WORK TASK
The records that follow are to be given again exactly.

[Stored data entries]
● ● ● ● ● ● ●

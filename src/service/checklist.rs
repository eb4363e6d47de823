//! Checklist Builder
//!
//! Turns the user's planned meals into the aggregated, display-ready
//! checklist: period selection, ingredient pull from the recipe source,
//! input validation, quantity multiplication, aggregation.

use async_trait::async_trait;

use crate::domain::aggregate::aggregate;
use crate::domain::normalize::normalize;
use crate::domain::{
    select_meals, AggregatedIngredient, DomainError, DomainResult, IngredientTriple, Period,
};
use crate::repository::PlannedMealStore;

/// Read-only provider of a recipe's ingredient list.
///
/// May be backed by a static catalog or a per-user custom-recipe store; the
/// aggregation pipeline is agnostic to which.
#[async_trait]
pub trait RecipeSource: Send + Sync {
    async fn ingredients_for(&self, recipe_id: &str) -> DomainResult<Vec<IngredientTriple>>;
}

pub struct ChecklistBuilder<M: PlannedMealStore, R: RecipeSource> {
    meals: M,
    recipes: R,
}

impl<M: PlannedMealStore, R: RecipeSource> ChecklistBuilder<M, R> {
    pub fn new(meals: M, recipes: R) -> Self {
        Self { meals, recipes }
    }

    /// Build the aggregated checklist for a user and period.
    ///
    /// The selected day is an explicit parameter (only consulted for the
    /// daily period). The period multiplier is applied to every triple
    /// BEFORE aggregation. Ingredients with empty names or non-positive
    /// quantities are upstream data defects and rejected here, before the
    /// aggregator ever sees them.
    pub async fn build(
        &self,
        user_id: &str,
        period: Period,
        selected_day: &str,
    ) -> DomainResult<Vec<AggregatedIngredient>> {
        let all_meals = self.meals.list_for_user(user_id).await?;
        let (selected, multiplier) = select_meals(&all_meals, period, selected_day)?;

        let mut triples = Vec::new();
        for meal in &selected {
            let ingredients = self.recipes.ingredients_for(&meal.recipe_id).await?;
            for mut triple in ingredients {
                if normalize(&triple.name).is_empty() {
                    return Err(DomainError::InvalidInput(format!(
                        "Recipe {} has an ingredient with an empty name",
                        meal.recipe_id
                    )));
                }
                if !triple.quantity.is_finite() || triple.quantity <= 0.0 {
                    return Err(DomainError::InvalidInput(format!(
                        "Recipe {} has a non-positive quantity for {}",
                        meal.recipe_id, triple.name
                    )));
                }
                triple.quantity *= multiplier;
                triples.push(triple);
            }
        }

        if triples.is_empty() {
            return Err(DomainError::EmptySelection);
        }

        log::debug!(
            "Aggregating {} triples from {} meals ({})",
            triples.len(),
            selected.len(),
            period.as_str()
        );
        Ok(aggregate(&triples))
    }
}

● ● ● ● ● ● ●

WRITTEN ANSWER
filename src/service/checklist.rs
repository eb4363e6d47de823
//! Checklist Builder
//!
//! Turns the user's planned meals into the aggregated, display-ready
//! checklist: period selection, ingredient pull from the recipe source,
//! input validation, quantity multiplication, aggregation.

use async_trait::async_trait;

use crate::domain::aggregate::aggregate;
use crate::domain::normalize::normalize;
use crate::domain::{
    select_meals, AggregatedIngredient, DomainError, DomainResult, IngredientTriple, Period,
};
use crate::repository::PlannedMealStore;

/// Read-only provider of a recipe's ingredient list.
///
/// May be backed by a static catalog or a per-user custom-recipe store; the
/// aggregation pipeline is agnostic to which.
#[async_trait]
pub trait RecipeSource: Send + Sync {
    async fn ingredients_for(&self, recipe_id: &str) -> DomainResult<Vec<IngredientTriple>>;
}

pub struct ChecklistBuilder<M: PlannedMealStore, R: RecipeSource> {
    meals: M,
    recipes: R,
}

impl<M: PlannedMealStore, R: RecipeSource> ChecklistBuilder<M, R> {
    pub fn new(meals: M, recipes: R) -> Self {
        Self { meals, recipes }
    }

    /// Build the aggregated checklist for a user and period.
    ///
    /// The selected day is an explicit parameter (only consulted for the
    /// daily period). The period multiplier is applied to every triple
    /// BEFORE aggregation. Ingredients with empty names or non-positive
    /// quantities are upstream data defects and rejected here, before the
    /// aggregator ever sees them.
    pub async fn build(
        &self,
        user_id: &str,
        period: Period,
        selected_day: &str,
    ) -> DomainResult<Vec<AggregatedIngredient>> {
        let all_meals = self.meals.list_for_user(user_id).await?;
        let (selected, multiplier) = select_meals(&all_meals, period, selected_day)?;

        let mut triples = Vec::new();
        for meal in &selected {
            let ingredients = self.recipes.ingredients_for(&meal.recipe_id).await?;
            for mut triple in ingredients {
                if normalize(&triple.name).is_empty() {
                    return Err(DomainError::InvalidInput(format!(
                        "Recipe {} has an ingredient with an empty name",
                        meal.recipe_id
                    )));
                }
                if !triple.quantity.is_finite() || triple.quantity <= 0.0 {
                    return Err(DomainError::InvalidInput(format!(
                        "Recipe {} has a non-positive quantity for {}",
                        meal.recipe_id, triple.name
                    )));
                }
                triple.quantity *= multiplier;
                triples.push(triple);
            }
        }

        if triples.is_empty() {
            return Err(DomainError::EmptySelection);
        }

        log::debug!(
            "Aggregating {} triples from {} meals ({})",
            triples.len(),
            selected.len(),
            period.as_str()
        );
        Ok(aggregate(&triples))
    }
}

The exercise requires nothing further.